Civil War soldiers to be honored in Living Legacy Tree Planting program
More than 100 miles of Virginia, Maryland and Pennsylvania roadway is about to get a little more green thanks to funding from the Commonwealth and a vision by Journey Through Hallowed Ground Partnership officials who created a program to honor soldiers who died in the Civil War.
Virginia Secretary of Transportation Sean T. Connaughton, along with journey officials said Friday that the Commonwealth Transportation Board will provide a $300,000 grant to begin the Living Legacy Tree Planting program. Through the program, one tree for every soldier killed in the war will get planted along the journey’s 180-mile National Scenic Byway, which stretches from Gettysburg to Monticello.
“Let’s be honest, nothing like this has ever been done before,” Journey Through Hallowed Ground Partnership president Cate Magennis Wyatt said. “Planting one tree for each soldier [who died] seemed both eloquent and appropriate…it’s a way to connect the past to the present and certainly the future.”
The grant from the state will allow for some preliminary engineering to be complete, Connaughton said, noting they have to determine the type and size of trees and where exactly they will be planted along the scenic byway that runs through Virginia, Maryland and into Pennsylvania.
“It will take a lot of work to make this something that really will be here in 50 years,” Connaughton said. "These funds will allow the Journey Through Hallowed Ground Partnership to help educate our citizens and visitors of the Commonwealth’s rich history as well as enhance the quality of life for all who call Virginia home.”

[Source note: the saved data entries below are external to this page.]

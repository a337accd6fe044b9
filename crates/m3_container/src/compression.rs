//! Block compression seam.
//!
//! Containers treat compression as an opaque primitive:
//! `compress(bytes) -> bytes` and `decompress(bytes, expected_size) -> bytes`.
//! [`Lzma`] is the implementation used by shipped packages; it produces the
//! `.lzma` "alone" framing (5 property bytes followed by the 8-byte unpacked
//! size) that the game tooling expects.

use crate::error::{ContainerError, Result};

/// A whole-buffer compression primitive.
///
/// Implementations must be deterministic for a given input so that rebuilding
/// a container from unchanged inputs yields identical bytes.
pub trait BlockCompressor: Send + Sync {
    /// Compress `data` into a self-contained block.
    fn compress(&self, data: &[u8]) -> Result<Vec<u8>>;

    /// Decompress a block produced by [`compress`](Self::compress).
    ///
    /// `expected_size` is the exact decompressed length; a block that inflates
    /// to any other length is an error.
    fn decompress(&self, data: &[u8], expected_size: usize) -> Result<Vec<u8>>;
}

/// LZMA compression backed by `lzma-rs`.
#[derive(Debug, Clone, Copy, Default)]
pub struct Lzma;

impl BlockCompressor for Lzma {
    fn compress(&self, data: &[u8]) -> Result<Vec<u8>> {
        let options = lzma_rs::compress::Options {
            unpacked_size: lzma_rs::compress::UnpackedSize::WriteToHeader(Some(data.len() as u64)),
        };
        let mut output = Vec::with_capacity(data.len() / 2 + 16);
        lzma_rs::lzma_compress_with_options(&mut &data[..], &mut output, &options)
            .map_err(|e| ContainerError::Compression(e.to_string()))?;
        Ok(output)
    }

    fn decompress(&self, data: &[u8], expected_size: usize) -> Result<Vec<u8>> {
        let options = lzma_rs::decompress::Options {
            unpacked_size: lzma_rs::decompress::UnpackedSize::ReadHeaderButUseProvided(Some(
                expected_size as u64,
            )),
            ..Default::default()
        };
        let mut output = Vec::with_capacity(expected_size);
        lzma_rs::lzma_decompress_with_options(&mut &data[..], &mut output, &options)
            .map_err(|e| ContainerError::Compression(e.to_string()))?;

        if output.len() != expected_size {
            return Err(ContainerError::Compression(format!(
                "decompressed {} bytes, expected {}",
                output.len(),
                expected_size
            )));
        }
        Ok(output)
    }
}

#[cfg(test)]
mod tests {
    use super::*;

    #[test]
    fn test_lzma_round_trip() {
        let data = b"<TlkFile><String id=\"1\">Shepard</String></TlkFile>".repeat(20);
        let compressed = Lzma.compress(&data).unwrap();
        let decompressed = Lzma.decompress(&compressed, data.len()).unwrap();
        assert_eq!(decompressed, data);
    }

    #[test]
    fn test_lzma_empty() {
        let compressed = Lzma.compress(&[]).unwrap();
        assert!(Lzma.decompress(&compressed, 0).unwrap().is_empty());
    }

    #[test]
    fn test_lzma_garbage_input() {
        let err = Lzma.decompress(&[0xFF; 8], 10).unwrap_err();
        assert!(matches!(err, ContainerError::Compression(_)));
    }
}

Wyatt said over the course of about four years, they will plant 620,000 trees – at about $100 each -- for the soldiers who perished during the Civil War. The number killed, journey officials said, represented about 10 percent of the nation’s population at the time.
The idea to plant trees developed after each community along the journey’s scenic byway was asked to create a legacy project in preparation for the upcoming sesquicentennial of the First Battle of Manassas. Community officials decided to work collectively with the journey Wyatt said, and they wanted to see something different to honor those who fought .
“The mayors and chairmans [of the communities] said ‘we don’t need another flagpole’…and asked what can we do that would be bigger than any of us,” Wyatt said.
Connaughton said the state really supported this project because it brings together three major issues in Virginia- education, economic development and transportation. This project will be something schools can get involved in and it has the potential to bring more tourists to the Commonwealth.
This “will help future generations of history buffs, students and tourists visualize the sheer scale of the Civil War in this region and remind all of the courage and blood that was shed along this hallowed road and the surrounding landscape,” Congressman Gerry Connolly (D-Va) said.
Several jurisdictions have passed resolutions in support of the project, journey officials said. While Prince William County has not yet, Supervisor W.S. Covington III (R-Brentsville) said he and Supervisor John T. Stirrup (R-Gainesville) hope to bring a resolution to the board this month. The only concern, he said, is how to sustain the trees for a lifetime without burdening county taxpayers.
“I do think this is something the board will support,” Covington said. “I think it’s exciting not only from the historical standpoint but also because of the environmental value it will provide.”